> TRY IT
Your task is to copy every line of the entries that holds the word "predicate".

┌──

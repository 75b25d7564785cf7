//! Binary comparison, containment and length commands.
//!
//! All eight share one shape: evaluate a predicate over two operands, and on
//! failure explain it with a label spanning from the left operand to the
//! right one, with the operand values (not their source) interpolated.
//! Both spans are read before the predicate runs.

use std::fmt::{self, Debug};

use attest_diagnostic::{ErrorCode, Label};
use attest_ir::{Operand, Span, Spanned};

use crate::{Assert, AssertResult, HasLength};

/// Span from the start of `left` to the end of `right`.
#[inline]
fn operands_span(left: &impl Spanned, right: &impl Spanned) -> Span {
    left.span().merge(right.span())
}

/// Label text shared by the four ordering commands.
fn ordering_text(left: &impl Debug, right: &impl Debug) -> String {
    format!("Left: {left:?}, Right: {right:?}")
}

impl Assert {
    /// Passes iff `left == right`.
    pub fn equal<L, R>(
        &self,
        left: Operand<&L>,
        right: Operand<&R>,
        message: Option<fmt::Arguments<'_>>,
    ) -> AssertResult
    where
        L: PartialEq<R> + Debug + ?Sized,
        R: Debug + ?Sized,
    {
        let span = operands_span(&left, &right);
        self.check(ErrorCode::A0101, left.value == right.value, message, || {
            Label::new(
                format!(
                    "They are not equal. Left = {:?}. Right = {:?}.",
                    left.value, right.value
                ),
                span,
            )
        })
    }

    /// Passes iff `left != right`.
    pub fn not_equal<L, R>(
        &self,
        left: Operand<&L>,
        right: Operand<&R>,
        message: Option<fmt::Arguments<'_>>,
    ) -> AssertResult
    where
        L: PartialEq<R> + Debug + ?Sized,
        R: Debug + ?Sized,
    {
        let span = operands_span(&left, &right);
        self.check(ErrorCode::A0102, left.value != right.value, message, || {
            Label::new(format!("They both are {:?}.", left.value), span)
        })
    }

    /// Passes iff `left <= right`.
    pub fn less_or_equal<L, R>(
        &self,
        left: Operand<&L>,
        right: Operand<&R>,
        message: Option<fmt::Arguments<'_>>,
    ) -> AssertResult
    where
        L: PartialOrd<R> + Debug + ?Sized,
        R: Debug + ?Sized,
    {
        let span = operands_span(&left, &right);
        self.check(ErrorCode::A0103, left.value <= right.value, message, || {
            Label::new(ordering_text(&left.value, &right.value), span)
        })
    }

    /// Passes iff `left < right`.
    pub fn less<L, R>(
        &self,
        left: Operand<&L>,
        right: Operand<&R>,
        message: Option<fmt::Arguments<'_>>,
    ) -> AssertResult
    where
        L: PartialOrd<R> + Debug + ?Sized,
        R: Debug + ?Sized,
    {
        let span = operands_span(&left, &right);
        self.check(ErrorCode::A0104, left.value < right.value, message, || {
            Label::new(ordering_text(&left.value, &right.value), span)
        })
    }

    /// Passes iff `left > right`.
    pub fn greater<L, R>(
        &self,
        left: Operand<&L>,
        right: Operand<&R>,
        message: Option<fmt::Arguments<'_>>,
    ) -> AssertResult
    where
        L: PartialOrd<R> + Debug + ?Sized,
        R: Debug + ?Sized,
    {
        let span = operands_span(&left, &right);
        self.check(ErrorCode::A0105, left.value > right.value, message, || {
            Label::new(ordering_text(&left.value, &right.value), span)
        })
    }

    /// Passes iff `left >= right`.
    pub fn greater_or_equal<L, R>(
        &self,
        left: Operand<&L>,
        right: Operand<&R>,
        message: Option<fmt::Arguments<'_>>,
    ) -> AssertResult
    where
        L: PartialOrd<R> + Debug + ?Sized,
        R: Debug + ?Sized,
    {
        let span = operands_span(&left, &right);
        self.check(ErrorCode::A0106, left.value >= right.value, message, || {
            Label::new(ordering_text(&left.value, &right.value), span)
        })
    }

    /// Passes iff `left` has exactly `right` elements.
    pub fn length<L>(
        &self,
        left: Operand<&L>,
        right: Operand<&usize>,
        message: Option<fmt::Arguments<'_>>,
    ) -> AssertResult
    where
        L: HasLength + Debug + ?Sized,
    {
        let span = operands_span(&left, &right);
        let actual = left.value.length();
        self.check(ErrorCode::A0107, actual == *right.value, message, || {
            Label::new(
                format!(
                    "Length of {:?} is {actual}, not {}",
                    left.value, right.value
                ),
                span,
            )
        })
    }

    /// Passes iff `right` occurs in `left` as a contiguous substring.
    pub fn str_contains<L, R>(
        &self,
        left: Operand<&L>,
        right: Operand<&R>,
        message: Option<fmt::Arguments<'_>>,
    ) -> AssertResult
    where
        L: AsRef<str> + ?Sized,
        R: AsRef<str> + ?Sized,
    {
        let span = operands_span(&left, &right);
        let (haystack, needle) = (left.value.as_ref(), right.value.as_ref());
        self.check(ErrorCode::A0108, haystack.contains(needle), message, || {
            Label::new(format!("'{haystack}' does not contain '{needle}'."), span)
        })
    }
}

└──

> EXERCISE OUTPUT
//! All eight share one shape: evaluate a predicate over two operands, and on
//! Both spans are read before the predicate runs.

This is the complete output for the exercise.